**WHAT IS NEEDED**
Only a number is wanted here: the count of lines in the entries below that include the word "response".

**DATA SECTION**
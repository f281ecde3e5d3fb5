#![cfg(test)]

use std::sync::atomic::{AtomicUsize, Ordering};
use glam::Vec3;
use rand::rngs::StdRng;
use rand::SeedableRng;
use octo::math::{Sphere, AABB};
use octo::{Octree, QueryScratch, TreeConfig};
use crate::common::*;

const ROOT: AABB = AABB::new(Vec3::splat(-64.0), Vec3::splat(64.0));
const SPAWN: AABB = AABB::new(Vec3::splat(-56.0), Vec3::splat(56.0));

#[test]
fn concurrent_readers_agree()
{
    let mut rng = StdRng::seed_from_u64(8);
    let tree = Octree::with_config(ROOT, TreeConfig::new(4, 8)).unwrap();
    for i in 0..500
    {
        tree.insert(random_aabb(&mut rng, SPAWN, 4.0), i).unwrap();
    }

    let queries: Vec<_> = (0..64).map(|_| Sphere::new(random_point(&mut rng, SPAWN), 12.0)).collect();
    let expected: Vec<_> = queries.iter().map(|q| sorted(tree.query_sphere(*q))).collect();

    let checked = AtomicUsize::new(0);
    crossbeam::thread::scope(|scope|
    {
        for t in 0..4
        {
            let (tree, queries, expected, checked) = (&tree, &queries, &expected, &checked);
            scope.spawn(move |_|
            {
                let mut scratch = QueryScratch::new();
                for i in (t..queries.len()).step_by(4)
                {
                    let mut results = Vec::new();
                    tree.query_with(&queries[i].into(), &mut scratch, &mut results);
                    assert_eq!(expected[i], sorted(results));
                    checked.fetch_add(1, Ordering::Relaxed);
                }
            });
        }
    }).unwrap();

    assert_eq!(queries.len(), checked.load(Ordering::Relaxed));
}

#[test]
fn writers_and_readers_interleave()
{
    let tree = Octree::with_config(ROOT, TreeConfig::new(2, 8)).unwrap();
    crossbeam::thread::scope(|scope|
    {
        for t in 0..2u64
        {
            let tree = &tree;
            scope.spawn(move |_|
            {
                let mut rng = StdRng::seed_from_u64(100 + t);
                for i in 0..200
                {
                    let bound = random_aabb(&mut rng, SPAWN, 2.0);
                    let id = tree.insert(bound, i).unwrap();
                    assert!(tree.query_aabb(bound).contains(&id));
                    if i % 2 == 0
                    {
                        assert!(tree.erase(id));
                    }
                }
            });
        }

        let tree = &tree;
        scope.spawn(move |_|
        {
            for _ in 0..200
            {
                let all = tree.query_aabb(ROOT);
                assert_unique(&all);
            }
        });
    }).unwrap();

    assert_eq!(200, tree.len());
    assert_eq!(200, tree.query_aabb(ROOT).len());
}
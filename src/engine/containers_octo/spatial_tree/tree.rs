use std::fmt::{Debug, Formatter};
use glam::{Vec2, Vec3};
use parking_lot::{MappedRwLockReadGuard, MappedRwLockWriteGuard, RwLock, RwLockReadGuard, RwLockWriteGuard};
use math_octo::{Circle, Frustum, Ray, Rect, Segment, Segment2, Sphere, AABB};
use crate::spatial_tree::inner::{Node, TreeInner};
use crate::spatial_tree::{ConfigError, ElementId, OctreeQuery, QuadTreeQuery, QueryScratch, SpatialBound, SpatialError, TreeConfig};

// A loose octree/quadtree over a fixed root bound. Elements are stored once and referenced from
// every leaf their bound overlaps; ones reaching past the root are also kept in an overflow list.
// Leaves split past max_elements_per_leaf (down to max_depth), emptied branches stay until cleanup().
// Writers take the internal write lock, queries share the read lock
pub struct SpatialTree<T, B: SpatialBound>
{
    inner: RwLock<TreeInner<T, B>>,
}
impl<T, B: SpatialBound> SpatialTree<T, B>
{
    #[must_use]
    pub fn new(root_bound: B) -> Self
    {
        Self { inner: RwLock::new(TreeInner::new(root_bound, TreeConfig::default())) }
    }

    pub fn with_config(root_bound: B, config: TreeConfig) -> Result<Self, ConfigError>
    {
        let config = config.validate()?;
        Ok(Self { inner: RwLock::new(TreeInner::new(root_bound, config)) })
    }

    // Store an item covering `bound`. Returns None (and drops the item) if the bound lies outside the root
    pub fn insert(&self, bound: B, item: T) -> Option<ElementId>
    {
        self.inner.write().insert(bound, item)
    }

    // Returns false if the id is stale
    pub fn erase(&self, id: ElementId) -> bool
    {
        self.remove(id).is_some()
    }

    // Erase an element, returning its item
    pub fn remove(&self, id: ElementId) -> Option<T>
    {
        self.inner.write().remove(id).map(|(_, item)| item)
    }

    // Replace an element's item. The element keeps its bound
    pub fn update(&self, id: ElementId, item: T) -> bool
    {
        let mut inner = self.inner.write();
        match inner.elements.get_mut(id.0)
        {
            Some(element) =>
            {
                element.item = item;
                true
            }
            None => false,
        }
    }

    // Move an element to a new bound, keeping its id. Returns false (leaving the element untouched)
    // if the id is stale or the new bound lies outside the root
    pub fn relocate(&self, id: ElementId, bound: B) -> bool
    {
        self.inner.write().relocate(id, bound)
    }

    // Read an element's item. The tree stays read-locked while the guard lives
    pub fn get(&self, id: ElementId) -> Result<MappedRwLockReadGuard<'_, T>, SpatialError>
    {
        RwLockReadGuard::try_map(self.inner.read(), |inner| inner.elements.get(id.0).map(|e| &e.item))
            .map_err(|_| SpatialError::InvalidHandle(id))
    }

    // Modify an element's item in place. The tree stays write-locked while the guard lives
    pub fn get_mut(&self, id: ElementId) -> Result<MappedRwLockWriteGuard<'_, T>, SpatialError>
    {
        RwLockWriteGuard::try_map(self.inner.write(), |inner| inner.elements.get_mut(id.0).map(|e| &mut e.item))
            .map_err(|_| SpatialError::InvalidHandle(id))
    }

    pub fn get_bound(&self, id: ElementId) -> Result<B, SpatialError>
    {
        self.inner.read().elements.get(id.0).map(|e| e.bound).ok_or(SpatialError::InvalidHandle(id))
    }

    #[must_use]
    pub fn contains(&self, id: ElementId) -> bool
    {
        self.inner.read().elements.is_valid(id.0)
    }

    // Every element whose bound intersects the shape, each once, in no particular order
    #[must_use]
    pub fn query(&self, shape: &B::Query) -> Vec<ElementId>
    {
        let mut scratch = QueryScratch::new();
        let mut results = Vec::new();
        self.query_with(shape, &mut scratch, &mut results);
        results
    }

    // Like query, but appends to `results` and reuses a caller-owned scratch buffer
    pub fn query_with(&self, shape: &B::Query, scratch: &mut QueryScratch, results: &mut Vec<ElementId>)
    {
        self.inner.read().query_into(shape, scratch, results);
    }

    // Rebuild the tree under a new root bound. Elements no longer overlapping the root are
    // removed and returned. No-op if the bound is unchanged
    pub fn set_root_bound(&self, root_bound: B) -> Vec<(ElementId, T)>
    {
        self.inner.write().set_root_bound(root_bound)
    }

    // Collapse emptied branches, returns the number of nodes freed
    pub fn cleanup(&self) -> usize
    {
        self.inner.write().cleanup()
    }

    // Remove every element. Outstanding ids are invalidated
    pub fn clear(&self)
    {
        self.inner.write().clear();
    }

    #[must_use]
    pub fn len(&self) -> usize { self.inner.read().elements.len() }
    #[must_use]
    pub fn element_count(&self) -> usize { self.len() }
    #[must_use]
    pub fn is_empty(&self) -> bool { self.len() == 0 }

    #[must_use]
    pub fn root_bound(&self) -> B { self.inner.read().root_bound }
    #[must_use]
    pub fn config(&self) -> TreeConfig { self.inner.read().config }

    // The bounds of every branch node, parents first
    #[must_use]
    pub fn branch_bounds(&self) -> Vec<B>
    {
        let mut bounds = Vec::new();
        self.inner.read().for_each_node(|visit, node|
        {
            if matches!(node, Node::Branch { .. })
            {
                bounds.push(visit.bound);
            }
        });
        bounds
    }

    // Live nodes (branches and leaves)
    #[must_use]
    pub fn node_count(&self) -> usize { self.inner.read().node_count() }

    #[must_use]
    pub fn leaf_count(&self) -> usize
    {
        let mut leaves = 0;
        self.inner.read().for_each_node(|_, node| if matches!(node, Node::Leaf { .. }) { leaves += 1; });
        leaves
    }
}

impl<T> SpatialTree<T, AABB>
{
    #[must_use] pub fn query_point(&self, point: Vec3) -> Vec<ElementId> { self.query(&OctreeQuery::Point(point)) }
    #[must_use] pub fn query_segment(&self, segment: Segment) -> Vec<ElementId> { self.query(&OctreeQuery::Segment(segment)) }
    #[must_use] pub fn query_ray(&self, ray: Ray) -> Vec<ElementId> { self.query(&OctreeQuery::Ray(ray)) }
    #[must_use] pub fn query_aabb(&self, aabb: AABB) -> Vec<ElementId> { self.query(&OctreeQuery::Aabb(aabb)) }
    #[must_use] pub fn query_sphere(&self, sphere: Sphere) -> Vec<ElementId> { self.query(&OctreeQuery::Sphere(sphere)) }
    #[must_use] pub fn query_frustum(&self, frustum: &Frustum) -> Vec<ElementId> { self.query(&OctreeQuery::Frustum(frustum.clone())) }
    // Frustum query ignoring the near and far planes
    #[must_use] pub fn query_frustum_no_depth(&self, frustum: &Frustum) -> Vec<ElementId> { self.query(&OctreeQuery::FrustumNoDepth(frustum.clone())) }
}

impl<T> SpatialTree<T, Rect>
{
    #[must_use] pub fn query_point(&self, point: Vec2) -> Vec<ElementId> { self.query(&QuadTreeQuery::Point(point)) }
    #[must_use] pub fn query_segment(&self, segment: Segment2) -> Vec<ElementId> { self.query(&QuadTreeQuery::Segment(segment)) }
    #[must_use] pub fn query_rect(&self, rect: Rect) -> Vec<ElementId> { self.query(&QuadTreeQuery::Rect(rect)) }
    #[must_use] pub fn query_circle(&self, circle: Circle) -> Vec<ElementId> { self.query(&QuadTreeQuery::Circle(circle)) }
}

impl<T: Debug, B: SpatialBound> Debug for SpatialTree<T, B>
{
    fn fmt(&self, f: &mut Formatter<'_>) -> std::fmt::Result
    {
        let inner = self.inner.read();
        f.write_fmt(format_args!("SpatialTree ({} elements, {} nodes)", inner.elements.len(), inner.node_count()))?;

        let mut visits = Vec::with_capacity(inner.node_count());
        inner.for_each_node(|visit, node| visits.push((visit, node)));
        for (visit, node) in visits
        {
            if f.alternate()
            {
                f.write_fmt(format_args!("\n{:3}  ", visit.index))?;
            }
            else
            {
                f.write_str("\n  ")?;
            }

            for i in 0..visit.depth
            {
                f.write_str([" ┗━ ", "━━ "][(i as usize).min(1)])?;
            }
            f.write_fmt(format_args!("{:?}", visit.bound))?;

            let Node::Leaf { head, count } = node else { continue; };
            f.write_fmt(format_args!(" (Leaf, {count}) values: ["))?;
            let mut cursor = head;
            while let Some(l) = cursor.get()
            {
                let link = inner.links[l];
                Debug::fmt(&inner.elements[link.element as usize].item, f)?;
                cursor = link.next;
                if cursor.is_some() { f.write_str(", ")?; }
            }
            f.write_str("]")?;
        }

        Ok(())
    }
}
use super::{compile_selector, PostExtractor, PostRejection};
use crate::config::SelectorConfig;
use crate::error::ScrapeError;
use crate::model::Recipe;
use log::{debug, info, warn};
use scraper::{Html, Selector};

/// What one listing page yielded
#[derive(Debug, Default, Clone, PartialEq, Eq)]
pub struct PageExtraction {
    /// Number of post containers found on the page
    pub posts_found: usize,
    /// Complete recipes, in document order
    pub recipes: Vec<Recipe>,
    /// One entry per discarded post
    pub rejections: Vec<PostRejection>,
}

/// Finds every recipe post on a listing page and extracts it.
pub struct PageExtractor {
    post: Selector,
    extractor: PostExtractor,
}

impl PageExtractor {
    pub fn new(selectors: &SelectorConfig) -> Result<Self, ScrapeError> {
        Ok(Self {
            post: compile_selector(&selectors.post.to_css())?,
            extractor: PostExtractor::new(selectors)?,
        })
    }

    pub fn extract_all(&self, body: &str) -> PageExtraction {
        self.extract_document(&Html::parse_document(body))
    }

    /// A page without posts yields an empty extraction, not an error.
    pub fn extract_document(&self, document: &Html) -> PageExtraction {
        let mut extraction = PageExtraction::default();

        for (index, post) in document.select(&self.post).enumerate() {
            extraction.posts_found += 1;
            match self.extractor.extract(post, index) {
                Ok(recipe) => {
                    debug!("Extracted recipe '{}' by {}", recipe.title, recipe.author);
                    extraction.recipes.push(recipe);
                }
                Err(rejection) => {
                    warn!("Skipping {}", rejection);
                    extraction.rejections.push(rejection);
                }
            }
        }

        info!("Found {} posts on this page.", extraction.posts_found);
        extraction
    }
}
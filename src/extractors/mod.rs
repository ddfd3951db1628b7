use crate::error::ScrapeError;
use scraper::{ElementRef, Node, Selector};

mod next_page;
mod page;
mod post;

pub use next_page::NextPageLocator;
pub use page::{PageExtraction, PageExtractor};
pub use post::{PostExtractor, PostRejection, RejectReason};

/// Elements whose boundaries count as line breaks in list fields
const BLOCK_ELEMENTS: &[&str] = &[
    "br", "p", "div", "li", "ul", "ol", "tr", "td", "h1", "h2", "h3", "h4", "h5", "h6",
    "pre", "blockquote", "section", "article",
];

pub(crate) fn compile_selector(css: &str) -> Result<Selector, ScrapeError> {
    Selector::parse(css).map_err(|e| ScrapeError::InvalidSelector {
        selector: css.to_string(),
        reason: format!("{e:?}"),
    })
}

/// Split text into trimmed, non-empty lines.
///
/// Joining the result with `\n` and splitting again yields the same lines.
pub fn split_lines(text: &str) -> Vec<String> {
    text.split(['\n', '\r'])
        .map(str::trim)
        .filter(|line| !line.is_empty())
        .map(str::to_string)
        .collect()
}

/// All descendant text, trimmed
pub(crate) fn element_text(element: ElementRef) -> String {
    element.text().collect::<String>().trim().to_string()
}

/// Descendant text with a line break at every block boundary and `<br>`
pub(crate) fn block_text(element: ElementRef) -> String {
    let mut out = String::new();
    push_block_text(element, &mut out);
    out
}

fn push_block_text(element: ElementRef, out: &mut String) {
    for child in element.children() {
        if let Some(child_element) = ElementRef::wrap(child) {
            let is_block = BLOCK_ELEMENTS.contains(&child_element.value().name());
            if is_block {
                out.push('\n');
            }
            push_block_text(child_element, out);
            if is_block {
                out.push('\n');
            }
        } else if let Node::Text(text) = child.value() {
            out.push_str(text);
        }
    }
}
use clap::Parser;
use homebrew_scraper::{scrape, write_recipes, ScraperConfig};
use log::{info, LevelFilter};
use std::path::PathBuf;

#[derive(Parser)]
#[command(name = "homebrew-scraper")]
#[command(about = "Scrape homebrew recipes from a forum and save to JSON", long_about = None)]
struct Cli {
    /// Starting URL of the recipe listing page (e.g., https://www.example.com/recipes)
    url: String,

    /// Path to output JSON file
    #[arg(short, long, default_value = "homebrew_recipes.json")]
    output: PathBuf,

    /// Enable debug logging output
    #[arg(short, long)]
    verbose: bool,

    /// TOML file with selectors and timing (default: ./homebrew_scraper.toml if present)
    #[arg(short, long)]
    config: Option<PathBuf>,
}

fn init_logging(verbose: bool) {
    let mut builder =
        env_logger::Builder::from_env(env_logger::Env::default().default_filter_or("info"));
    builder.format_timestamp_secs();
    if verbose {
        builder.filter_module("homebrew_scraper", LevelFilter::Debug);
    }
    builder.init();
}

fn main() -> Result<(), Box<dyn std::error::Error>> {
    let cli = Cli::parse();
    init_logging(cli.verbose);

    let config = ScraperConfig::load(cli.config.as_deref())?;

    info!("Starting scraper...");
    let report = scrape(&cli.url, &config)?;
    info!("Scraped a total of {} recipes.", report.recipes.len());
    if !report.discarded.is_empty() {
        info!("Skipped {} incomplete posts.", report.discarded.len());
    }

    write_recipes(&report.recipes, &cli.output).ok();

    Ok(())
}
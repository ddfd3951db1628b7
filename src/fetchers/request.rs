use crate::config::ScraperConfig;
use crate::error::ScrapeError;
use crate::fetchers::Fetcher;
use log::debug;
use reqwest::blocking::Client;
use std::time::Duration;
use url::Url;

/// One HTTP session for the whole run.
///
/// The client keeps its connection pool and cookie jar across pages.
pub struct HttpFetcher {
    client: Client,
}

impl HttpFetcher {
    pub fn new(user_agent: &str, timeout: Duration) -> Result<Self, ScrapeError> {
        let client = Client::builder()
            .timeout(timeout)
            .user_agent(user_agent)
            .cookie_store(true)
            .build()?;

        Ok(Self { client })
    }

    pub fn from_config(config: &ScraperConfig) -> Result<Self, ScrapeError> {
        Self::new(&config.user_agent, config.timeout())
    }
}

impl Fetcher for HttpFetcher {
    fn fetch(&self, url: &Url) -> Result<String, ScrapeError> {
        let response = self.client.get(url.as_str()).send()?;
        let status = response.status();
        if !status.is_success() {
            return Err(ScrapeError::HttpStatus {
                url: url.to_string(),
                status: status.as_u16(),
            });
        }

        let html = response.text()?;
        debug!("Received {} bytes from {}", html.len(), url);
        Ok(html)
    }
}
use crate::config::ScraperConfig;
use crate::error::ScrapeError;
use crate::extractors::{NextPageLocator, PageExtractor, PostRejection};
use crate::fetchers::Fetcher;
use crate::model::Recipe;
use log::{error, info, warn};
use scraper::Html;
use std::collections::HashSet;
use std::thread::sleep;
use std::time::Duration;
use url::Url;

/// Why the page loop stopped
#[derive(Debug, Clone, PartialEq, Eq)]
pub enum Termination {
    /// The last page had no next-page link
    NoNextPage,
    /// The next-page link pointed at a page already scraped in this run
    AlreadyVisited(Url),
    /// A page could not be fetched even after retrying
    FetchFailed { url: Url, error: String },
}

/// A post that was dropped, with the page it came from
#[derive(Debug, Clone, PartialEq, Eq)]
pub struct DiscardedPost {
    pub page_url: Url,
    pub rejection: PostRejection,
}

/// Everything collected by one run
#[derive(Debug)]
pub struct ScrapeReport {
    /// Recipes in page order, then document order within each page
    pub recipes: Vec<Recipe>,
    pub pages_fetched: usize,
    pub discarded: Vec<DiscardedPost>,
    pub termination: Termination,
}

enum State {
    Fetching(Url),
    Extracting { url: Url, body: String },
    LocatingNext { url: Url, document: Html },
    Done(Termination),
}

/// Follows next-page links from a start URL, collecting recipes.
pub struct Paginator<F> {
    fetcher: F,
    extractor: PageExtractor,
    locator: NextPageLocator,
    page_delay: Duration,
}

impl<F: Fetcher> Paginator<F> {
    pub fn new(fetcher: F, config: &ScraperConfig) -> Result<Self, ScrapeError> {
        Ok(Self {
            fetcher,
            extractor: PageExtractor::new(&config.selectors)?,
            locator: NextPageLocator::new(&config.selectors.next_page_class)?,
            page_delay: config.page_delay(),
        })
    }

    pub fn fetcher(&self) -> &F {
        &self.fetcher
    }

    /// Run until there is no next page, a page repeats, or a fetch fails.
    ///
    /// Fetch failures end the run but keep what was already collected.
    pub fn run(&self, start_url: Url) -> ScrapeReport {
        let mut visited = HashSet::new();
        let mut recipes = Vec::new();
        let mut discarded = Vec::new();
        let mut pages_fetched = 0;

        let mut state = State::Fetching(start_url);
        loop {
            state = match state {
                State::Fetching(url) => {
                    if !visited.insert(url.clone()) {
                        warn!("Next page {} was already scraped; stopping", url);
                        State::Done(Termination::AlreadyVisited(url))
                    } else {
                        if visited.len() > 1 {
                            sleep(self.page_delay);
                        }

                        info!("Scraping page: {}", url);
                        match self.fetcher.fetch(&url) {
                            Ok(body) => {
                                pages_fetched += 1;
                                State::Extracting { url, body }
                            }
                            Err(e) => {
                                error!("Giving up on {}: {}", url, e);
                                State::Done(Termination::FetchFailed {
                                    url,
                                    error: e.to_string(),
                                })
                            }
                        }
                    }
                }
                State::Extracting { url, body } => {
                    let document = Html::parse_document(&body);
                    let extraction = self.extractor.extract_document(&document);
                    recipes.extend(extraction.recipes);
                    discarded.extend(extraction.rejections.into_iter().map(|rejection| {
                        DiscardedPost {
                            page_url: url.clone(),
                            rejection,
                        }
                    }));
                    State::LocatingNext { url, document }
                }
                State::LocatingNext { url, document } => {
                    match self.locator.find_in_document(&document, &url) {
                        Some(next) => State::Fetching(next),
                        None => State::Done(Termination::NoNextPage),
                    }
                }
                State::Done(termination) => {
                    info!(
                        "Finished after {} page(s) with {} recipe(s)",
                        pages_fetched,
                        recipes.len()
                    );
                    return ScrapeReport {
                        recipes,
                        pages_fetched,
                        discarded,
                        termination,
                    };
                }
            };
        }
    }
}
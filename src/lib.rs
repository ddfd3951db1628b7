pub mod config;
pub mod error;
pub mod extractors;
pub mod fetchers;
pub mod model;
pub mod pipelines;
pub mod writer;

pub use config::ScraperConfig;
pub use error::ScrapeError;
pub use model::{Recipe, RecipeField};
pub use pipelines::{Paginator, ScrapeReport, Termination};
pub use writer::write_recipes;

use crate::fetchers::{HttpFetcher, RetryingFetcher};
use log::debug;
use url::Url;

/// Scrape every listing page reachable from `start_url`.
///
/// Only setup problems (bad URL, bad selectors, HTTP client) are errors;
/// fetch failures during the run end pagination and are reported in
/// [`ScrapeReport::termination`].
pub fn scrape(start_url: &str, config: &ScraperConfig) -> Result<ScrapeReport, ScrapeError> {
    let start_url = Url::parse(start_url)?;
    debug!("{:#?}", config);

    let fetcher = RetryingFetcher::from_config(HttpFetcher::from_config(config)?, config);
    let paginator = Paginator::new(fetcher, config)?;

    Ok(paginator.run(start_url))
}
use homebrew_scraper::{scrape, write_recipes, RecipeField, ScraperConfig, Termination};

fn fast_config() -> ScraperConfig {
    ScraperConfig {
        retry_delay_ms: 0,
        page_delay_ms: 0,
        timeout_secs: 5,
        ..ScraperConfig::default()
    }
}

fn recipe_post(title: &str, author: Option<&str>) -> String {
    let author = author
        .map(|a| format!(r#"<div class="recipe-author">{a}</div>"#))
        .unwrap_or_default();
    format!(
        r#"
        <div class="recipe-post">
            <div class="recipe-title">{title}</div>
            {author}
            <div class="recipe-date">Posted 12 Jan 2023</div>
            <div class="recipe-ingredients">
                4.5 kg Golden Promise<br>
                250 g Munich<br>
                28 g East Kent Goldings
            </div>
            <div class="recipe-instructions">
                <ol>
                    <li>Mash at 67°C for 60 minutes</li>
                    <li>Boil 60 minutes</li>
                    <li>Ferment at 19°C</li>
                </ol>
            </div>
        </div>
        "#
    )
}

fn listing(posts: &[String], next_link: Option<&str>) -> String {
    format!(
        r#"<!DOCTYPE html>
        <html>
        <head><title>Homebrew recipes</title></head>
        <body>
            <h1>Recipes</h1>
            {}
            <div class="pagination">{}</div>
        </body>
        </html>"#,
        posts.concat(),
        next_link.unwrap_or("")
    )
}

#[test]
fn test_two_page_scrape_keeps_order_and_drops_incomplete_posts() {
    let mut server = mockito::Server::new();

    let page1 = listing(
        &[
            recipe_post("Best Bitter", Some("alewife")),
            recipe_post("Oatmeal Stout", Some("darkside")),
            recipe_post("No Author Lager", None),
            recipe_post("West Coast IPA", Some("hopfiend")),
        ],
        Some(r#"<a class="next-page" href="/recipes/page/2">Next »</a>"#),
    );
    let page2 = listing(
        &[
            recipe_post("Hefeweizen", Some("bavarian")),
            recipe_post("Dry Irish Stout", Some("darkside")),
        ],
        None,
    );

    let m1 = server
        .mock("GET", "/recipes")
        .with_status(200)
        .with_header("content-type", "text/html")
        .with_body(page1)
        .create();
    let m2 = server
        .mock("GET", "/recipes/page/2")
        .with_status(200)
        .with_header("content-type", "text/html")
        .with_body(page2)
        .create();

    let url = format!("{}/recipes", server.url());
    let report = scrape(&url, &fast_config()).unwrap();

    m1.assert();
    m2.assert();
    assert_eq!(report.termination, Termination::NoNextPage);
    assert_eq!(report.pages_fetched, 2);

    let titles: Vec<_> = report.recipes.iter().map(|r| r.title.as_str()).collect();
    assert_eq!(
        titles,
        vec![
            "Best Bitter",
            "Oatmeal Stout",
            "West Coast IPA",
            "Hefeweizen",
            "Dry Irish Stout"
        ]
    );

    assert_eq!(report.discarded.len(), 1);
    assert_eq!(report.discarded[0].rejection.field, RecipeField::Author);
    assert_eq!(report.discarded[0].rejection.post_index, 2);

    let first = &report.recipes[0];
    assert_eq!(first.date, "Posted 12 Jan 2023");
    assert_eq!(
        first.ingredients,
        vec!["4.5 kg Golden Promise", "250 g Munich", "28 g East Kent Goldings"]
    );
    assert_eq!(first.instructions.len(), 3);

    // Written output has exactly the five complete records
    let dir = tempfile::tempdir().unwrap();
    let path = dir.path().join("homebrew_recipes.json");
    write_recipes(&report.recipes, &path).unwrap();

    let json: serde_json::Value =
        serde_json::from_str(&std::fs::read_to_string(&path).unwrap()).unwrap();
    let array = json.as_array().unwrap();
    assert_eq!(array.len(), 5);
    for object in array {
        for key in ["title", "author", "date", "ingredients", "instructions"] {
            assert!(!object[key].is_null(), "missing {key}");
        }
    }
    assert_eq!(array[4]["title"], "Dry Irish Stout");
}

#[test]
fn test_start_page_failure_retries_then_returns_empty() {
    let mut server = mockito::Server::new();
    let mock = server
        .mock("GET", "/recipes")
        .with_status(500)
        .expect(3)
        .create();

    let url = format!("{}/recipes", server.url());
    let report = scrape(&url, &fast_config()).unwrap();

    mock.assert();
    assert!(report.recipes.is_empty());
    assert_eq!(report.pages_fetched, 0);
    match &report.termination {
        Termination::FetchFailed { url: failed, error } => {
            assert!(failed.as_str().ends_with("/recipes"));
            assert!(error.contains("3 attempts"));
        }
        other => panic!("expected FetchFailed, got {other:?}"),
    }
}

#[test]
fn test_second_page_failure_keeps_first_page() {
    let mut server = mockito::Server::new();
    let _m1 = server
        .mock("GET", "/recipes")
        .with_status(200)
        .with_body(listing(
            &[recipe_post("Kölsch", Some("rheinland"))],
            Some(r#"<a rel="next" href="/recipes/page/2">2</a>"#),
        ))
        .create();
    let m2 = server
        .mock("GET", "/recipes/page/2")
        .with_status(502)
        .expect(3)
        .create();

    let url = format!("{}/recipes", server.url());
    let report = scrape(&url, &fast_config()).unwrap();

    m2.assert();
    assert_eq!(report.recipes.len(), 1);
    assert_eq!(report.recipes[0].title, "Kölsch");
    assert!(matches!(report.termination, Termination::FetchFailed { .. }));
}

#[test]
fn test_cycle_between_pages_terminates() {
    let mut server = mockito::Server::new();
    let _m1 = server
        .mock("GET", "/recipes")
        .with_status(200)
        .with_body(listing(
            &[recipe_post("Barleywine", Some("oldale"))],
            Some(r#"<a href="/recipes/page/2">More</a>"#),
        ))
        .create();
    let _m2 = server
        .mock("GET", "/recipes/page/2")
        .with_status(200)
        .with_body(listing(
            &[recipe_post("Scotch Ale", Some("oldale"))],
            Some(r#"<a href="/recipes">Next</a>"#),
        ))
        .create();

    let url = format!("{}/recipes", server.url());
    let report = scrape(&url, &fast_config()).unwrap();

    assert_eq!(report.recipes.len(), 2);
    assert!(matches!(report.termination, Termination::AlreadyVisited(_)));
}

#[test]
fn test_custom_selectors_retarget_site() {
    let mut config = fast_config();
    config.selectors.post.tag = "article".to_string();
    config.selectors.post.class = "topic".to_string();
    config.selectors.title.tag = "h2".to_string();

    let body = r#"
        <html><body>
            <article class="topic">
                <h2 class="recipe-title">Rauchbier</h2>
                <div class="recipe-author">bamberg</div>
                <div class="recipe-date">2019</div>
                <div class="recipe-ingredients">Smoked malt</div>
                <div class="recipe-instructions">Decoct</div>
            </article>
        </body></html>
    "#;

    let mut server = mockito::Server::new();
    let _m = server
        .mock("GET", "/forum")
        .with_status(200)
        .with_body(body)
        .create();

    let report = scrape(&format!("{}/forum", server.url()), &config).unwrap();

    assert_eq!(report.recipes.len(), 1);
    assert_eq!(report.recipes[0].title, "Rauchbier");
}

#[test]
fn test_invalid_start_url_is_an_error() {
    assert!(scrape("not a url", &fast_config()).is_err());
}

**EXPECTED OUTPUT**
3